§ **Task objective**: Every entry below must be reproduced exactly.

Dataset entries
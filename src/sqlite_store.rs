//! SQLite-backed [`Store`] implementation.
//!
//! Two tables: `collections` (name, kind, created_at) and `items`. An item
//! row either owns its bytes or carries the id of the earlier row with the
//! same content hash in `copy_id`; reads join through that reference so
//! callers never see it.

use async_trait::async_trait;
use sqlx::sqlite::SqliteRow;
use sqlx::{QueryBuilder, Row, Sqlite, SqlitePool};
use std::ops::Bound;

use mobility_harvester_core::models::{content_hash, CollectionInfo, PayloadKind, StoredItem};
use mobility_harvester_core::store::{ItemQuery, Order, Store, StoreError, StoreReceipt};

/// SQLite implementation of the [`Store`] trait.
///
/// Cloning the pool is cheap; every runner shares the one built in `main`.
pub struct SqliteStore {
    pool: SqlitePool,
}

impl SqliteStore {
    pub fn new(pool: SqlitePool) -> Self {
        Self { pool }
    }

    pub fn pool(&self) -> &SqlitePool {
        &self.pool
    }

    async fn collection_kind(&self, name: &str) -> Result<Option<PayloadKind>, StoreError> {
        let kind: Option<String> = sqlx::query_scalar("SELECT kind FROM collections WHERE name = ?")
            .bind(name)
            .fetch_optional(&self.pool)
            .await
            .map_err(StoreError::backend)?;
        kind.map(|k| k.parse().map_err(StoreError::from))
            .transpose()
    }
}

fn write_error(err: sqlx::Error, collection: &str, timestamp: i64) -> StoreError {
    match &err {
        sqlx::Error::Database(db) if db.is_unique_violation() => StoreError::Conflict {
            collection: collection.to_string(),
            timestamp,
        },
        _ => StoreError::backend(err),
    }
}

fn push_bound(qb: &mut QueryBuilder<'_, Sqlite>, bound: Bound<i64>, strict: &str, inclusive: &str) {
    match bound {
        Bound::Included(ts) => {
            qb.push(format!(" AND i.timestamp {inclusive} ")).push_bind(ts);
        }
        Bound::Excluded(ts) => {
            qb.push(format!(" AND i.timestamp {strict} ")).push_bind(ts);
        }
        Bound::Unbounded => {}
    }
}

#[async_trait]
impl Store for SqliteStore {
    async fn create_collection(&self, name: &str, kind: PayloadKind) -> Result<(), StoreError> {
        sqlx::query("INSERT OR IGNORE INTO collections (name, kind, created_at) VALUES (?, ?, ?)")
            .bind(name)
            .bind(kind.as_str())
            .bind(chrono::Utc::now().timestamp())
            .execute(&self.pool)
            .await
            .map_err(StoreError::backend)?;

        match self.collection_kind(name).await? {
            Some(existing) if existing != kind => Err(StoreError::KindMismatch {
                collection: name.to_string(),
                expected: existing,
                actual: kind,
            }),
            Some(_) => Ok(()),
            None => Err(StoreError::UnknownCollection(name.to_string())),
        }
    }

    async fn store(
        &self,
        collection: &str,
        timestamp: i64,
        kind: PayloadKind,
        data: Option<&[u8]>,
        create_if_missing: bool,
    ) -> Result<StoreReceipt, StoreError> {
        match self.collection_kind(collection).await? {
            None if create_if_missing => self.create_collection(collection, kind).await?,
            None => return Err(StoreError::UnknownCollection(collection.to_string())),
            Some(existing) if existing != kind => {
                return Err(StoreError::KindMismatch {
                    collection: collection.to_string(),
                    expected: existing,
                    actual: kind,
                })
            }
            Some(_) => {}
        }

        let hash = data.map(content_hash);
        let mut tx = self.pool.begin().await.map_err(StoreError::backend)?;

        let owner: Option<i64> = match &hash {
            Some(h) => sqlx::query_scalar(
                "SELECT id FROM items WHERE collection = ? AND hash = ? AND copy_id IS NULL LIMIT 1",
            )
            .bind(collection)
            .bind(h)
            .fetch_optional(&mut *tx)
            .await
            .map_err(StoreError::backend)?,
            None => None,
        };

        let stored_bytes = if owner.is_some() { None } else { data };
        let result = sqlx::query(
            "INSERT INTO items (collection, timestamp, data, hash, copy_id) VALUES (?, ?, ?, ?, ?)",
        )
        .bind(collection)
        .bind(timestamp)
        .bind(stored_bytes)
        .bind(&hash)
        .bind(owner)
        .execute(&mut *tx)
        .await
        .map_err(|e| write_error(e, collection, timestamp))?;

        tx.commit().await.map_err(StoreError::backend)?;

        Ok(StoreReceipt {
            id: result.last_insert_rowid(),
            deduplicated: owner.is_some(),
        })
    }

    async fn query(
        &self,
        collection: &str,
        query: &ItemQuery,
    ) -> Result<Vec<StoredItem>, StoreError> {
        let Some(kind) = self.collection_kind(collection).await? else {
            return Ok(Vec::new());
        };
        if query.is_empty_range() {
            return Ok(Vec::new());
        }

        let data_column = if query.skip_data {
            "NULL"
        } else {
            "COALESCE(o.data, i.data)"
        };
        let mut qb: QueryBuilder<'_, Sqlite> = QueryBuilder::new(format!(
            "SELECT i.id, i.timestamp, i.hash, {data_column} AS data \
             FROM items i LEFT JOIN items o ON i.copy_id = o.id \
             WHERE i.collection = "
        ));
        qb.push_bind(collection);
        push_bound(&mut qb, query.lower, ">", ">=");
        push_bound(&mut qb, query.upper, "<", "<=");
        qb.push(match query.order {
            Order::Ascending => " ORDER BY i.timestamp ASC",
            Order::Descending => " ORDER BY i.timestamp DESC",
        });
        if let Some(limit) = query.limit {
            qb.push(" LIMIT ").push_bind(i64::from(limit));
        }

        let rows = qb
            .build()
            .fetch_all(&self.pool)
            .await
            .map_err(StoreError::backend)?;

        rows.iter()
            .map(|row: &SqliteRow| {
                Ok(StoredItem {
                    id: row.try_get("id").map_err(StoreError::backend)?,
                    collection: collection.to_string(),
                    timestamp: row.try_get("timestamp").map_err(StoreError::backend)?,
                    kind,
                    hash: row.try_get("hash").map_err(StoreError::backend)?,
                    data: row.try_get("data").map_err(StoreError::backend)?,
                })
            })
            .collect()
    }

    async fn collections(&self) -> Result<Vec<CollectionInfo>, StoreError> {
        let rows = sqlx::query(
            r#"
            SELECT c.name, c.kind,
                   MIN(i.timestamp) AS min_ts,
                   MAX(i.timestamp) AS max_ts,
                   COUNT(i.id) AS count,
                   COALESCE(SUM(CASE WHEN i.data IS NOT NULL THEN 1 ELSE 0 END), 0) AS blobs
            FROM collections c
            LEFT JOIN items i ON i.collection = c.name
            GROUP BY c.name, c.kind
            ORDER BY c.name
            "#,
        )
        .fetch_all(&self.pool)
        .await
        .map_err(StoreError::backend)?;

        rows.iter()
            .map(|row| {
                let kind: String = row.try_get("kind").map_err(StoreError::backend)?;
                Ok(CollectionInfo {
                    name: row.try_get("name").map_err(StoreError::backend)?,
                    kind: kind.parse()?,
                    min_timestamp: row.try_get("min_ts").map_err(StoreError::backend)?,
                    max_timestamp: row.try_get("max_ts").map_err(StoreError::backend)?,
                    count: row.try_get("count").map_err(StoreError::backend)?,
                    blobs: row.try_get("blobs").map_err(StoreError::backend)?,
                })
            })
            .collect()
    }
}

§ **Reply to the exercise**:
filename src/sqlite_store.rs
//! SQLite-backed [`Store`] implementation.
//!
//! Two tables: `collections` (name, kind, created_at) and `items`. An item
//! row either owns its bytes or carries the id of the earlier row with the
//! same content hash in `copy_id`; reads join through that reference so
//! callers never see it.

use async_trait::async_trait;
use sqlx::sqlite::SqliteRow;
use sqlx::{QueryBuilder, Row, Sqlite, SqlitePool};
use std::ops::Bound;

use mobility_harvester_core::models::{content_hash, CollectionInfo, PayloadKind, StoredItem};
use mobility_harvester_core::store::{ItemQuery, Order, Store, StoreError, StoreReceipt};

/// SQLite implementation of the [`Store`] trait.
///
/// Cloning the pool is cheap; every runner shares the one built in `main`.
pub struct SqliteStore {
    pool: SqlitePool,
}

impl SqliteStore {
    pub fn new(pool: SqlitePool) -> Self {
        Self { pool }
    }

    pub fn pool(&self) -> &SqlitePool {
        &self.pool
    }

    async fn collection_kind(&self, name: &str) -> Result<Option<PayloadKind>, StoreError> {
        let kind: Option<String> = sqlx::query_scalar("SELECT kind FROM collections WHERE name = ?")
            .bind(name)
            .fetch_optional(&self.pool)
            .await
            .map_err(StoreError::backend)?;
        kind.map(|k| k.parse().map_err(StoreError::from))
            .transpose()
    }
}

fn write_error(err: sqlx::Error, collection: &str, timestamp: i64) -> StoreError {
    match &err {
        sqlx::Error::Database(db) if db.is_unique_violation() => StoreError::Conflict {
            collection: collection.to_string(),
            timestamp,
        },
        _ => StoreError::backend(err),
    }
}

fn push_bound(qb: &mut QueryBuilder<'_, Sqlite>, bound: Bound<i64>, strict: &str, inclusive: &str) {
    match bound {
        Bound::Included(ts) => {
            qb.push(format!(" AND i.timestamp {inclusive} ")).push_bind(ts);
        }
        Bound::Excluded(ts) => {
            qb.push(format!(" AND i.timestamp {strict} ")).push_bind(ts);
        }
        Bound::Unbounded => {}
    }
}

#[async_trait]
impl Store for SqliteStore {
    async fn create_collection(&self, name: &str, kind: PayloadKind) -> Result<(), StoreError> {
        sqlx::query("INSERT OR IGNORE INTO collections (name, kind, created_at) VALUES (?, ?, ?)")
            .bind(name)
            .bind(kind.as_str())
            .bind(chrono::Utc::now().timestamp())
            .execute(&self.pool)
            .await
            .map_err(StoreError::backend)?;

        match self.collection_kind(name).await? {
            Some(existing) if existing != kind => Err(StoreError::KindMismatch {
                collection: name.to_string(),
                expected: existing,
                actual: kind,
            }),
            Some(_) => Ok(()),
            None => Err(StoreError::UnknownCollection(name.to_string())),
        }
    }

    async fn store(
        &self,
        collection: &str,
        timestamp: i64,
        kind: PayloadKind,
        data: Option<&[u8]>,
        create_if_missing: bool,
    ) -> Result<StoreReceipt, StoreError> {
        match self.collection_kind(collection).await? {
            None if create_if_missing => self.create_collection(collection, kind).await?,
            None => return Err(StoreError::UnknownCollection(collection.to_string())),
            Some(existing) if existing != kind => {
                return Err(StoreError::KindMismatch {
                    collection: collection.to_string(),
                    expected: existing,
                    actual: kind,
                })
            }
            Some(_) => {}
        }

        let hash = data.map(content_hash);
        let mut tx = self.pool.begin().await.map_err(StoreError::backend)?;

        let owner: Option<i64> = match &hash {
            Some(h) => sqlx::query_scalar(
                "SELECT id FROM items WHERE collection = ? AND hash = ? AND copy_id IS NULL LIMIT 1",
            )
            .bind(collection)
            .bind(h)
            .fetch_optional(&mut *tx)
            .await
            .map_err(StoreError::backend)?,
            None => None,
        };

        let stored_bytes = if owner.is_some() { None } else { data };
        let result = sqlx::query(
            "INSERT INTO items (collection, timestamp, data, hash, copy_id) VALUES (?, ?, ?, ?, ?)",
        )
        .bind(collection)
        .bind(timestamp)
        .bind(stored_bytes)
        .bind(&hash)
        .bind(owner)
        .execute(&mut *tx)
        .await
        .map_err(|e| write_error(e, collection, timestamp))?;

        tx.commit().await.map_err(StoreError::backend)?;

        Ok(StoreReceipt {
            id: result.last_insert_rowid(),
            deduplicated: owner.is_some(),
        })
    }

    async fn query(
        &self,
        collection: &str,
        query: &ItemQuery,
    ) -> Result<Vec<StoredItem>, StoreError> {
        let Some(kind) = self.collection_kind(collection).await? else {
            return Ok(Vec::new());
        };
        if query.is_empty_range() {
            return Ok(Vec::new());
        }

        let data_column = if query.skip_data {
            "NULL"
        } else {
            "COALESCE(o.data, i.data)"
        };
        let mut qb: QueryBuilder<'_, Sqlite> = QueryBuilder::new(format!(
            "SELECT i.id, i.timestamp, i.hash, {data_column} AS data \
             FROM items i LEFT JOIN items o ON i.copy_id = o.id \
             WHERE i.collection = "
        ));
        qb.push_bind(collection);
        push_bound(&mut qb, query.lower, ">", ">=");
        push_bound(&mut qb, query.upper, "<", "<=");
        qb.push(match query.order {
            Order::Ascending => " ORDER BY i.timestamp ASC",
            Order::Descending => " ORDER BY i.timestamp DESC",
        });
        if let Some(limit) = query.limit {
            qb.push(" LIMIT ").push_bind(i64::from(limit));
        }

        let rows = qb
            .build()
            .fetch_all(&self.pool)
            .await
            .map_err(StoreError::backend)?;

        rows.iter()
            .map(|row: &SqliteRow| {
                Ok(StoredItem {
                    id: row.try_get("id").map_err(StoreError::backend)?,
                    collection: collection.to_string(),
                    timestamp: row.try_get("timestamp").map_err(StoreError::backend)?,
                    kind,
                    hash: row.try_get("hash").map_err(StoreError::backend)?,
                    data: row.try_get("data").map_err(StoreError::backend)?,
                })
            })
            .collect()
    }

    async fn collections(&self) -> Result<Vec<CollectionInfo>, StoreError> {
        let rows = sqlx::query(
            r#"
            SELECT c.name, c.kind,
                   MIN(i.timestamp) AS min_ts,
                   MAX(i.timestamp) AS max_ts,
                   COUNT(i.id) AS count,
                   COALESCE(SUM(CASE WHEN i.data IS NOT NULL THEN 1 ELSE 0 END), 0) AS blobs
            FROM collections c
            LEFT JOIN items i ON i.collection = c.name
            GROUP BY c.name, c.kind
            ORDER BY c.name
            "#,
        )
        .fetch_all(&self.pool)
        .await
        .map_err(StoreError::backend)?;

        rows.iter()
            .map(|row| {
                let kind: String = row.try_get("kind").map_err(StoreError::backend)?;
                Ok(CollectionInfo {
                    name: row.try_get("name").map_err(StoreError::backend)?,
                    kind: kind.parse()?,
                    min_timestamp: row.try_get("min_ts").map_err(StoreError::backend)?,
                    max_timestamp: row.try_get("max_ts").map_err(StoreError::backend)?,
                    count: row.try_get("count").map_err(StoreError::backend)?,
                    blobs: row.try_get("blobs").map_err(StoreError::backend)?,
                })
            })
            .collect()
    }
}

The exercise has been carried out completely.